# WORK TO BE COMPLETED
Please write out exactly the lines of the data below from the line holding "#[derive(Debug, Clone, Copy, PartialEq, Eq, Hash)]" through the line holding "Some(Cell::Digit(ch as u8", and leave out the rest.

# AVAILABLE RECORDS
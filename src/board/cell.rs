//! Board Cells
//!
//! Single-character cell classification.

use std::fmt;

const BLANK: char = '*';
const UNKNOWN: char = '?';

/// One square of a skyscraper board
#[derive(Debug, Clone, Copy, PartialEq, Eq, Hash)]
pub enum Cell {
    /// Building height or hint value. Boards only ever hold 1 through 9;
    /// other values are never produced by [`Cell::from_char`].
    Digit(u8),
    /// `'*'`: no hint at this border position
    Blank,
    /// `'?'`: unresolved cell
    Unknown,
}

impl Cell {
    /// Classify a board character, `None` for anything outside the alphabet
    pub fn from_char(ch: char) -> Option<Self> {
        match ch {
            '1'..='9' => Some(Cell::Digit(ch as u8 - b'0')),
            BLANK => Some(Cell::Blank),
            UNKNOWN => Some(Cell::Unknown),
            _ => None,
        }
    }

    /// Board character for this cell. Digits above 9 map past `'9'` in
    /// code point order instead of wrapping.
    pub fn as_char(self) -> char {
        match self {
            Cell::Digit(_) => char::from_u32(self.rank()).unwrap_or(UNKNOWN),
            Cell::Blank => BLANK,
            Cell::Unknown => UNKNOWN,
        }
    }

    /// The hint value if this cell carries one
    pub fn digit(self) -> Option<u8> {
        match self {
            Cell::Digit(d) => Some(d),
            _ => None,
        }
    }

    /// Rank used when comparing heights along a line.
    ///
    /// Follows character order, so `'*'` ranks below every digit and `'?'`
    /// above every digit.
    pub fn rank(self) -> u32 {
        match self {
            Cell::Digit(d) => u32::from(b'0') + u32::from(d),
            Cell::Blank => u32::from(BLANK),
            Cell::Unknown => u32::from(UNKNOWN),
        }
    }
}

impl fmt::Display for Cell {
    fn fmt(&self, f: &mut fmt::Formatter<'_>) -> fmt::Result {
        write!(f, "{}", self.as_char())
    }
}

# REPLY TO THE TASK
#[derive(Debug, Clone, Copy, PartialEq, Eq, Hash)]
pub enum Cell {
    /// Building height or hint value. Boards only ever hold 1 through 9;
    /// other values are never produced by [`Cell::from_char`].
    Digit(u8),
    /// `'*'`: no hint at this border position
    Blank,
    /// `'?'`: unresolved cell
    Unknown,
}

impl Cell {
    /// Classify a board character, `None` for anything outside the alphabet
    pub fn from_char(ch: char) -> Option<Self> {
        match ch {
            '1'..='9' => Some(Cell::Digit(ch as u8 - b'0')),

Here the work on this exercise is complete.